**Given entries**
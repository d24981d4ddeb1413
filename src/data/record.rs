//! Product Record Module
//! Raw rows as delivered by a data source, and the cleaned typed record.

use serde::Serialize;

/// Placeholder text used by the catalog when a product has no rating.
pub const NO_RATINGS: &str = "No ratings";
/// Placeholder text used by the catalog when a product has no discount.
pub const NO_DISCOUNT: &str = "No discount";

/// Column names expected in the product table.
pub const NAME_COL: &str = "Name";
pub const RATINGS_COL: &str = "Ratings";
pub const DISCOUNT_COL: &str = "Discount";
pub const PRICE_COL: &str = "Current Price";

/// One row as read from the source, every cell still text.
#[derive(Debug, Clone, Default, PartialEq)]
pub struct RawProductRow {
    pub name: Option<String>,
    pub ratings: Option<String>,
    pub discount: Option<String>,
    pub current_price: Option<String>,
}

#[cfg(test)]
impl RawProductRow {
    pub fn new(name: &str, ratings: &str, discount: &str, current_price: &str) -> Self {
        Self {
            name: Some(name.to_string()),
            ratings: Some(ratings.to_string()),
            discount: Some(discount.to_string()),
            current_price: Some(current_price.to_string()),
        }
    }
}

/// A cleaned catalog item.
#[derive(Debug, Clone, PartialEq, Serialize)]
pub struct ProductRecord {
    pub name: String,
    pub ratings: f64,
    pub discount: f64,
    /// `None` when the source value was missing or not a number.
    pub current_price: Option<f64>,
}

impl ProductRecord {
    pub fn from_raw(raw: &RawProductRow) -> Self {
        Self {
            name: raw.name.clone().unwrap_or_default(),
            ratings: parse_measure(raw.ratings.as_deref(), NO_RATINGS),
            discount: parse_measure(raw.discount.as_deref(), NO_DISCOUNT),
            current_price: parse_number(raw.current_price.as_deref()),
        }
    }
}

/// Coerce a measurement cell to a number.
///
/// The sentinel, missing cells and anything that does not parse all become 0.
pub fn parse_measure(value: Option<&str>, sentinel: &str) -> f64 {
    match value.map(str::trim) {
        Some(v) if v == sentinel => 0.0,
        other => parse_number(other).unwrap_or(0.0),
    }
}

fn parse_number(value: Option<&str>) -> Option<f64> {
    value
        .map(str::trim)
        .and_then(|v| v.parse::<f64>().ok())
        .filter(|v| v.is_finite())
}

==

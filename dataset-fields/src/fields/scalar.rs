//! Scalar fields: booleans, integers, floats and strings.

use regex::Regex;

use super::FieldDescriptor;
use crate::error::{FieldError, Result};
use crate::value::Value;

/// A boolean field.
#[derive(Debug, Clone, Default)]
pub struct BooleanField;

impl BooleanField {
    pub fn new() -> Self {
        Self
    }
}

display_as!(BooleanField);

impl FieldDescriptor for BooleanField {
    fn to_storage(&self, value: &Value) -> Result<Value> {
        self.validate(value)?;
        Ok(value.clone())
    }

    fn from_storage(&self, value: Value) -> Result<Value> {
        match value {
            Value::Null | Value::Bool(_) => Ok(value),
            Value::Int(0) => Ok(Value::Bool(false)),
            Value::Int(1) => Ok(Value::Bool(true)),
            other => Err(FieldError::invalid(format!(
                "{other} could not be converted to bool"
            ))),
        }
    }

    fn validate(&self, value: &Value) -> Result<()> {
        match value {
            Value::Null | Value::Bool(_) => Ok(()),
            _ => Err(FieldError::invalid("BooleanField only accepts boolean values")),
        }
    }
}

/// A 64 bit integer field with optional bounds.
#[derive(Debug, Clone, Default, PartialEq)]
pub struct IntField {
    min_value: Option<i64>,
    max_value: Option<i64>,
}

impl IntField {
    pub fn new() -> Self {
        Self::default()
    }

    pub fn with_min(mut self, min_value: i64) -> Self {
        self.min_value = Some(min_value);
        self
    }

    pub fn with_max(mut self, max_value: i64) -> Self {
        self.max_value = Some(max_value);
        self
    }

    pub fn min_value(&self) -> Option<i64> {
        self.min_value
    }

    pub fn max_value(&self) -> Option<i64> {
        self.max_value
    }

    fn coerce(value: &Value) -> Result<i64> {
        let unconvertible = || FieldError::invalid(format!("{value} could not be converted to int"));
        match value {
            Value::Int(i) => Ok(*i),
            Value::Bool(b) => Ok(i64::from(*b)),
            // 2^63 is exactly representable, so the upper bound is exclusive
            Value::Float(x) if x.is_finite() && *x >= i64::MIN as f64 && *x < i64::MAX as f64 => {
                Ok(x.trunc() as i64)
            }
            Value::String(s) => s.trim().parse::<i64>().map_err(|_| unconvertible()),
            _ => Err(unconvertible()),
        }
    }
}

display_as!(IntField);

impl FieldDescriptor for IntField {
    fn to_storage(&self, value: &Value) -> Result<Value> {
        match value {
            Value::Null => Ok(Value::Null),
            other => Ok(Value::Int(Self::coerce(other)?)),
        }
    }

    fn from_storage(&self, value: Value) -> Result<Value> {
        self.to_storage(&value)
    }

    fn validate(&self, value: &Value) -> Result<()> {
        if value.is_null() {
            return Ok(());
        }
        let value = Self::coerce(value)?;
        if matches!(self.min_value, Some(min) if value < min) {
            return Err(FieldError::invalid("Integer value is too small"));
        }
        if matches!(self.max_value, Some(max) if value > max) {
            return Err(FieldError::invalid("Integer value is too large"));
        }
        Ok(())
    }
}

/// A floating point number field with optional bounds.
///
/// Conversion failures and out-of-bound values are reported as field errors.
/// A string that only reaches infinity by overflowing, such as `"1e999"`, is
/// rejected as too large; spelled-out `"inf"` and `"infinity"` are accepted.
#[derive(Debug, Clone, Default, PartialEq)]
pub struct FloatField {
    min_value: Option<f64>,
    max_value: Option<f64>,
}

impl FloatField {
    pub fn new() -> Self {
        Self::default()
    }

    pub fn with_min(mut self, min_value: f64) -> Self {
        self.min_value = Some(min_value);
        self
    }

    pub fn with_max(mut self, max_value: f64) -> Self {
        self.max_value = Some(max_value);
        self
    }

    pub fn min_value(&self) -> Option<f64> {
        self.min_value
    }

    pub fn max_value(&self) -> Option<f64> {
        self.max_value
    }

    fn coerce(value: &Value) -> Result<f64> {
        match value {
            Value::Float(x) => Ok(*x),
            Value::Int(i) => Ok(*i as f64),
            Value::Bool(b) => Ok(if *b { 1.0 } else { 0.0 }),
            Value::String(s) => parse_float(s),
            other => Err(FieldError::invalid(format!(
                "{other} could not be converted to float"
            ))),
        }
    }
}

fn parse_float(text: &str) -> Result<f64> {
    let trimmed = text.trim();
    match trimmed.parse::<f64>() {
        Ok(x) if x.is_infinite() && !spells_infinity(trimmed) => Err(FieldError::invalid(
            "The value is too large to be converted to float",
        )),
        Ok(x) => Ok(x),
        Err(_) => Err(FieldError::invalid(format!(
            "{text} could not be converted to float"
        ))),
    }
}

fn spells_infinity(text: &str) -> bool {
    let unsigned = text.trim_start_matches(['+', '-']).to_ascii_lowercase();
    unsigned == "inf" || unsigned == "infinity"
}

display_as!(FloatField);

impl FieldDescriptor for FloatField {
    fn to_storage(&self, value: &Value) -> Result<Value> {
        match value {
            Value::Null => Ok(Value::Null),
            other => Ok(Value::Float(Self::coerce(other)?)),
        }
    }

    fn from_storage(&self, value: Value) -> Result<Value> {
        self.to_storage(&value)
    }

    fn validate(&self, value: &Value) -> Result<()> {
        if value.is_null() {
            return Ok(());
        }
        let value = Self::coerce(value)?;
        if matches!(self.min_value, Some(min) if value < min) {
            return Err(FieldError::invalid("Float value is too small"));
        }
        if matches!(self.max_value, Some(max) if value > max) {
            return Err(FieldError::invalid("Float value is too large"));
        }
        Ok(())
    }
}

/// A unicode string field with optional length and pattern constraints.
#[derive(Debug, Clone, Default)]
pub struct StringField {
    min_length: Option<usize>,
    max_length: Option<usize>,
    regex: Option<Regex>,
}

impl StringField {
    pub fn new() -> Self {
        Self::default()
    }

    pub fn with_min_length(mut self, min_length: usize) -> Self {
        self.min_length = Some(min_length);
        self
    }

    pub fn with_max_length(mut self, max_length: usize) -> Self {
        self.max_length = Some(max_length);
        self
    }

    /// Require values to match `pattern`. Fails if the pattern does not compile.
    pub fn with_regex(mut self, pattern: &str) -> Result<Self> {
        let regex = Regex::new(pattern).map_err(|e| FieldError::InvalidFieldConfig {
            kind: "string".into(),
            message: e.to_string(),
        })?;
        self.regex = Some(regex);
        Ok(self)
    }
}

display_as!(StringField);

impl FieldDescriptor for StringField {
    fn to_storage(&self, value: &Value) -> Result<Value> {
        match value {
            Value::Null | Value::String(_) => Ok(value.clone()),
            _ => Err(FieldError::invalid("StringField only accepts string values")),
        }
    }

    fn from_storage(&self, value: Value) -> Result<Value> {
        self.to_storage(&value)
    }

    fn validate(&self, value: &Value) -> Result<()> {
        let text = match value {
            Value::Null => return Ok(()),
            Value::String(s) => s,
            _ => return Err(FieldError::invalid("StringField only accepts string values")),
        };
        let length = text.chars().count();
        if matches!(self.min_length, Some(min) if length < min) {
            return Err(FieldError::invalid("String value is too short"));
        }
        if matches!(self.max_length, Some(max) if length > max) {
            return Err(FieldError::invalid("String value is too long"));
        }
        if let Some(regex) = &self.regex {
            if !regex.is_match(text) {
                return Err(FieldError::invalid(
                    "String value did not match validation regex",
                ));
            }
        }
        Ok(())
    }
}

--

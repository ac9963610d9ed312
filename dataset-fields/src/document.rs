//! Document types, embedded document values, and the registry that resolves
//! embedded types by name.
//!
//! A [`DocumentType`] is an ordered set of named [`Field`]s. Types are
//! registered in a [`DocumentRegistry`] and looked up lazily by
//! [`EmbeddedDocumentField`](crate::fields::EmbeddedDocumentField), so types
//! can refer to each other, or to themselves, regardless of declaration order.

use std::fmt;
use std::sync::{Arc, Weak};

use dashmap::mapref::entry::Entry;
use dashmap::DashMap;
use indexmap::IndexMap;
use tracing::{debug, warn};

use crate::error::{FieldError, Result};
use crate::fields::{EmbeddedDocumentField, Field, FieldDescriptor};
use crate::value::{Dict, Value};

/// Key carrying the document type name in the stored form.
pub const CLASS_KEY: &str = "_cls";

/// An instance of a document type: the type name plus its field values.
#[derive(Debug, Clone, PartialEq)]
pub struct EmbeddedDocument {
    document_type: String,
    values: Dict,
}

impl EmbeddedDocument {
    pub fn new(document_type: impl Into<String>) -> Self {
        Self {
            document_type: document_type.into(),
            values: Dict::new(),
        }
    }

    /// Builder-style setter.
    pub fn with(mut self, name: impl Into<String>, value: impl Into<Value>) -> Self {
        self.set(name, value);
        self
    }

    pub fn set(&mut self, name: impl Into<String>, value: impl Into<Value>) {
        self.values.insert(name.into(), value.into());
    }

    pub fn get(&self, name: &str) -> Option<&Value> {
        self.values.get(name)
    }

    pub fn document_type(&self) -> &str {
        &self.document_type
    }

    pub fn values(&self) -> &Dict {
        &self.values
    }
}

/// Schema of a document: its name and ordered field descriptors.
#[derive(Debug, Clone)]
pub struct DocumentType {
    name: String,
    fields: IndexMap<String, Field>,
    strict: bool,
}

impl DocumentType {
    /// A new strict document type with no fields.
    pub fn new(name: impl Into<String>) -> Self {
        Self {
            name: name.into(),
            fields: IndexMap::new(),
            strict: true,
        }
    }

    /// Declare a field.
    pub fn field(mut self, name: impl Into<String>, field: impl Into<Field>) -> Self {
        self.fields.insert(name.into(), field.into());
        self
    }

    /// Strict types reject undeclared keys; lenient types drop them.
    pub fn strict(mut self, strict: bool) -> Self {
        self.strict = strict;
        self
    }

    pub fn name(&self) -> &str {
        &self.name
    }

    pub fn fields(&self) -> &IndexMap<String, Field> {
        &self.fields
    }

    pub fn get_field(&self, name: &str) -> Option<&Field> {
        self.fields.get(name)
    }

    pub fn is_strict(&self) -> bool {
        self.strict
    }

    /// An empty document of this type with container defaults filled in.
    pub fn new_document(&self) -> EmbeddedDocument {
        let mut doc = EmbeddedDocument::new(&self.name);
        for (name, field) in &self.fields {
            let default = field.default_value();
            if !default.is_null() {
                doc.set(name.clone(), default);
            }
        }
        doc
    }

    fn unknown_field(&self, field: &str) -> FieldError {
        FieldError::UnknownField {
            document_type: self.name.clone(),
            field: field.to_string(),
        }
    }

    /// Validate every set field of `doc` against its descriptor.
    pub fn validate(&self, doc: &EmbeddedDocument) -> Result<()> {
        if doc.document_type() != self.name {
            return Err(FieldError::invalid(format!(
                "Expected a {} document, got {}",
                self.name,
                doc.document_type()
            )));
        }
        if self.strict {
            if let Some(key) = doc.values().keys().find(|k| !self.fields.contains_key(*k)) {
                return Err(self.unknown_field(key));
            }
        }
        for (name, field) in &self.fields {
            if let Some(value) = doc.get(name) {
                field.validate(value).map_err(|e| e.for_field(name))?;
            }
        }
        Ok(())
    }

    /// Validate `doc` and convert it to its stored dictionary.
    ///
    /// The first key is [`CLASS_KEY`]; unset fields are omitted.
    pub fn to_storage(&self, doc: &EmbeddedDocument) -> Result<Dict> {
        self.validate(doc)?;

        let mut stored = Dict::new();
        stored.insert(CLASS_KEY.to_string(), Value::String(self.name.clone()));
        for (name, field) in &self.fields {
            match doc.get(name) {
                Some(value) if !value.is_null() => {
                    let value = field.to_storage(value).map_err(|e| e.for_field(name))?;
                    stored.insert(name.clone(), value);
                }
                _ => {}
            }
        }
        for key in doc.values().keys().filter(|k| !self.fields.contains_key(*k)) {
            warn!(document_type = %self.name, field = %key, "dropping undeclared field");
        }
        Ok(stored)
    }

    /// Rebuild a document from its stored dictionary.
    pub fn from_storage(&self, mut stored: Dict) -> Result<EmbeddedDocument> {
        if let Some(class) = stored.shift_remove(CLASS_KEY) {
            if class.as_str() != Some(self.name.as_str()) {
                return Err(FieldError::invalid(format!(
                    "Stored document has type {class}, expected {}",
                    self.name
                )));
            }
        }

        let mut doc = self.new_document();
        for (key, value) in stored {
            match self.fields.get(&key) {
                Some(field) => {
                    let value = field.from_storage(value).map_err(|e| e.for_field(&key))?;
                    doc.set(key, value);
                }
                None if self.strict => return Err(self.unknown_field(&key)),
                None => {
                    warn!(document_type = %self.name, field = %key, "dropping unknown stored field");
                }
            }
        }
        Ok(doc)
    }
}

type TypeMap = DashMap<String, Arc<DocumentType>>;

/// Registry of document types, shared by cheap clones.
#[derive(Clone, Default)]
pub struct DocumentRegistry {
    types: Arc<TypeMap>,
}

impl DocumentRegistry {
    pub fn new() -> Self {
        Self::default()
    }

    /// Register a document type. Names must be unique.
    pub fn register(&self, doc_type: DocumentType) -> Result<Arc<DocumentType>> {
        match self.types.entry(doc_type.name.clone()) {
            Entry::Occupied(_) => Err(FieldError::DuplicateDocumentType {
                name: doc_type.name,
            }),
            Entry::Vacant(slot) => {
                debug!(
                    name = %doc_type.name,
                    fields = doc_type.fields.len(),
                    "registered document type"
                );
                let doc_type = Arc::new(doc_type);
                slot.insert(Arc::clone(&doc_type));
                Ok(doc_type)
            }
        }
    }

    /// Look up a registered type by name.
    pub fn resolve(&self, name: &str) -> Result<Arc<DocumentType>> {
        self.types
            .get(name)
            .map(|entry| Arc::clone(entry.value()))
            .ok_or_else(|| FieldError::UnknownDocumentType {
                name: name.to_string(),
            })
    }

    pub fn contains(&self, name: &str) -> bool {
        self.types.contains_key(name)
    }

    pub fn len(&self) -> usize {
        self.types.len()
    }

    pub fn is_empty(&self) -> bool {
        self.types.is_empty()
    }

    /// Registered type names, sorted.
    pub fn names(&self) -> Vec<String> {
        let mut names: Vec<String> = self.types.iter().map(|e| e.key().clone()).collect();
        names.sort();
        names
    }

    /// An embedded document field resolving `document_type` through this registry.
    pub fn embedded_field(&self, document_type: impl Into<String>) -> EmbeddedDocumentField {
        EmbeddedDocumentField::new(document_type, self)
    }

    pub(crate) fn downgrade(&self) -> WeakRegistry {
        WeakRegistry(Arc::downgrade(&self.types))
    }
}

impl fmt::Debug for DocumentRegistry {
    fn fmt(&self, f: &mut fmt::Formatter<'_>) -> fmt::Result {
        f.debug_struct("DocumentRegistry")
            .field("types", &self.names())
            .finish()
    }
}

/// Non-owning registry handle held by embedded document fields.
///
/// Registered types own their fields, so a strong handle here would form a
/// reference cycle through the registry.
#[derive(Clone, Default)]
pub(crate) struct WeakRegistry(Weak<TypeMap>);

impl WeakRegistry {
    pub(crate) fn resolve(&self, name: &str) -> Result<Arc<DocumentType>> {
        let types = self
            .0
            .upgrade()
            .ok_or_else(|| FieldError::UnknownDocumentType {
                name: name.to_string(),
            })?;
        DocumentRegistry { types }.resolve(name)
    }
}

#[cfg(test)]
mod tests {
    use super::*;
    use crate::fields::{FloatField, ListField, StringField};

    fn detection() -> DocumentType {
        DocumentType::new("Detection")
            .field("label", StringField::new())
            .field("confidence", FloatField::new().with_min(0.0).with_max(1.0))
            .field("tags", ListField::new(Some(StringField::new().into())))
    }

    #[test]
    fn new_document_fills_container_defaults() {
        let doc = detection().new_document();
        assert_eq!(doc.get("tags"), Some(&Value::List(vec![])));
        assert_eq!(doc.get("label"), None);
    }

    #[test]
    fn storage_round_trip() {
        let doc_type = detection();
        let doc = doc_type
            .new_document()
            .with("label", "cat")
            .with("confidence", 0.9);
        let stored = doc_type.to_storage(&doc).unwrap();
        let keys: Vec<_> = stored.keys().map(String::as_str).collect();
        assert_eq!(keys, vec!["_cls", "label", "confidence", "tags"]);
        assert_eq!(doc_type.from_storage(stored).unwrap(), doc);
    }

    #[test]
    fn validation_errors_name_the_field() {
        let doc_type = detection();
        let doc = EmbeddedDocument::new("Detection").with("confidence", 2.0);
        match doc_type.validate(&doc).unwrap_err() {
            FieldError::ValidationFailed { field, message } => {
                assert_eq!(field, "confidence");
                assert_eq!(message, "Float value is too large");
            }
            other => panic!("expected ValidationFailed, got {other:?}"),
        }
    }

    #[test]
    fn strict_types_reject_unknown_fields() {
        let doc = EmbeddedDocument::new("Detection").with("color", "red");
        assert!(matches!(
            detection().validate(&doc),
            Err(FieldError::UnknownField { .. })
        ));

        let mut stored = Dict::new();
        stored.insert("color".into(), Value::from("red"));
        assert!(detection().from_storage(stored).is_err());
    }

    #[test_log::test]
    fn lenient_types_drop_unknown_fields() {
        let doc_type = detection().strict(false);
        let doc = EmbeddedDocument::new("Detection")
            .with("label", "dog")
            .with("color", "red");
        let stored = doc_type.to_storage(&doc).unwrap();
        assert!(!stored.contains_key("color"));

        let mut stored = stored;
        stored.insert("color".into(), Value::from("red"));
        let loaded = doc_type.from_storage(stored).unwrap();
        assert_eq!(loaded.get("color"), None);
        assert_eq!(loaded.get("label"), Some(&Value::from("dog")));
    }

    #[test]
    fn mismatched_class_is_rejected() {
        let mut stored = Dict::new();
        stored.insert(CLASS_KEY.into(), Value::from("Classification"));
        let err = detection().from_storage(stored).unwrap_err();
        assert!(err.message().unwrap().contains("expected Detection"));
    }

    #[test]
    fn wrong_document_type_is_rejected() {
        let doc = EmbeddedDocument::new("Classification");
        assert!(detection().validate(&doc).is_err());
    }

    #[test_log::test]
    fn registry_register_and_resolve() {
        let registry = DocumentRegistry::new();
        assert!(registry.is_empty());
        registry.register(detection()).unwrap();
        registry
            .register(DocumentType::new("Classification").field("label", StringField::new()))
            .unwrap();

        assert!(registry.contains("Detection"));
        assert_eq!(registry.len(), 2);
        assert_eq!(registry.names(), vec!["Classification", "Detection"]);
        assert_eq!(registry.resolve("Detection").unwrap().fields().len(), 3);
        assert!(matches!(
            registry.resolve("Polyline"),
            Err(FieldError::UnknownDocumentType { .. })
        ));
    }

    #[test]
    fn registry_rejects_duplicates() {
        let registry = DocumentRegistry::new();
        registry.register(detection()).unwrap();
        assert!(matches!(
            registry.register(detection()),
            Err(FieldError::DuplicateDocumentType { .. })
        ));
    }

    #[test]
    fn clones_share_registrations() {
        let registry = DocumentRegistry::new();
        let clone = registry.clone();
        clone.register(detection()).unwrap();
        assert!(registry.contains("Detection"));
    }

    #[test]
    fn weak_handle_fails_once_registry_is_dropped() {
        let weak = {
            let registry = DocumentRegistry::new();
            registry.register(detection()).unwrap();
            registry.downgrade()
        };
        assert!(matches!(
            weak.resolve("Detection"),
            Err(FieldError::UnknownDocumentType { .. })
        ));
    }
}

**Your goal**
All that belongs in the answer is the run of lines above from the line containing "repository d24981d4ddeb1413" through the line containing "pub const NO_DISCOUNT: &str", exactly as written.

**Answer section**
repository d24981d4ddeb1413
filename src/data/record.rs
//! Product Record Module
//! Raw rows as delivered by a data source, and the cleaned typed record.

use serde::Serialize;

/// Placeholder text used by the catalog when a product has no rating.
pub const NO_RATINGS: &str = "No ratings";
/// Placeholder text used by the catalog when a product has no discount.
pub const NO_DISCOUNT: &str = "No discount";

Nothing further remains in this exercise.